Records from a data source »
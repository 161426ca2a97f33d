//! # prism-runtime
//!
//! Error resilience for the Prism prompt pipeline.
//!
//! Every subsystem (template resolution, configuration, presentation,
//! provider calls) routes its failures through an [`ErrorHandler`] to get:
//! - A human-readable message and a recovery strategy per error kind
//! - Per-kind counts and timestamps in an in-memory ledger
//! - Notification of registered observers
//!
//! ## Guarantees
//!
//! `log_error` and `handle_error` never panic and never fail, however
//! malformed their input. The wrapping helpers convert an operation's error
//! or panic into a logged event plus `None`, so callers degrade instead of
//! crashing.
//!
//! ## Example
//!
//! ```rust
//! use prism_runtime::{ErrorHandler, ErrorKind};
//! use serde_json::json;
//!
//! let handler = ErrorHandler::default();
//! handler.on_error(|event| eprintln!("observed {}", event.kind));
//!
//! let parsed: Option<u32> = handler.with_error_handling(
//!     ErrorKind::Configuration,
//!     &json!({ "setting": "max_tokens" }),
//!     || "many".parse::<u32>(),
//! );
//! assert!(parsed.is_none());
//! assert_eq!(handler.error_count(ErrorKind::Configuration), 1);
//!
//! let strategy = handler.handle_error(ErrorKind::Configuration, &json!({ "setting": "max_tokens" }));
//! assert!(strategy.error_message.contains("max_tokens"));
//! ```

pub mod config;
pub mod resilience;

pub use config::ResilienceConfig;
pub use resilience::{
    handle_error, CallbackId, ErrorEvent, ErrorHandler, ErrorKind, ErrorStats, KindStats,
    RecoveryAssessment, RecoveryStrategy,
};

use thiserror::Error;

/// Errors from the runtime.
#[derive(Error, Debug)]
pub enum RuntimeError {
    #[error("Failed to read config file: {0}")]
    IoError(#[from] std::io::Error),

    #[error("Failed to parse config YAML: {0}")]
    YamlError(#[from] serde_yaml::Error),

    #[error("Invalid configuration: {0}")]
    InvalidConfig(String),
}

Instructions to follow » Exactly as they appear above, set down all of the records once more.

Answer for the task »
repository 161426ca2a97f33d
//! # prism-runtime
//!
//! Error resilience for the Prism prompt pipeline.
//!
//! Every subsystem (template resolution, configuration, presentation,
//! provider calls) routes its failures through an [`ErrorHandler`] to get:
//! - A human-readable message and a recovery strategy per error kind
//! - Per-kind counts and timestamps in an in-memory ledger
//! - Notification of registered observers
//!
//! ## Guarantees
//!
//! `log_error` and `handle_error` never panic and never fail, however
//! malformed their input. The wrapping helpers convert an operation's error
//! or panic into a logged event plus `None`, so callers degrade instead of
//! crashing.
//!
//! ## Example
//!
//! ```rust
//! use prism_runtime::{ErrorHandler, ErrorKind};
//! use serde_json::json;
//!
//! let handler = ErrorHandler::default();
//! handler.on_error(|event| eprintln!("observed {}", event.kind));
//!
//! let parsed: Option<u32> = handler.with_error_handling(
//!     ErrorKind::Configuration,
//!     &json!({ "setting": "max_tokens" }),
//!     || "many".parse::<u32>(),
//! );
//! assert!(parsed.is_none());
//! assert_eq!(handler.error_count(ErrorKind::Configuration), 1);
//!
//! let strategy = handler.handle_error(ErrorKind::Configuration, &json!({ "setting": "max_tokens" }));
//! assert!(strategy.error_message.contains("max_tokens"));
//! ```

pub mod config;
pub mod resilience;

pub use config::ResilienceConfig;
pub use resilience::{
    handle_error, CallbackId, ErrorEvent, ErrorHandler, ErrorKind, ErrorStats, KindStats,
    RecoveryAssessment, RecoveryStrategy,
};

use thiserror::Error;

/// Errors from the runtime.
#[derive(Error, Debug)]
pub enum RuntimeError {
    #[error("Failed to read config file: {0}")]
    IoError(#[from] std::io::Error),

    #[error("Failed to parse config YAML: {0}")]
    YamlError(#[from] serde_yaml::Error),

    #[error("Invalid configuration: {0}")]
    InvalidConfig(String),
}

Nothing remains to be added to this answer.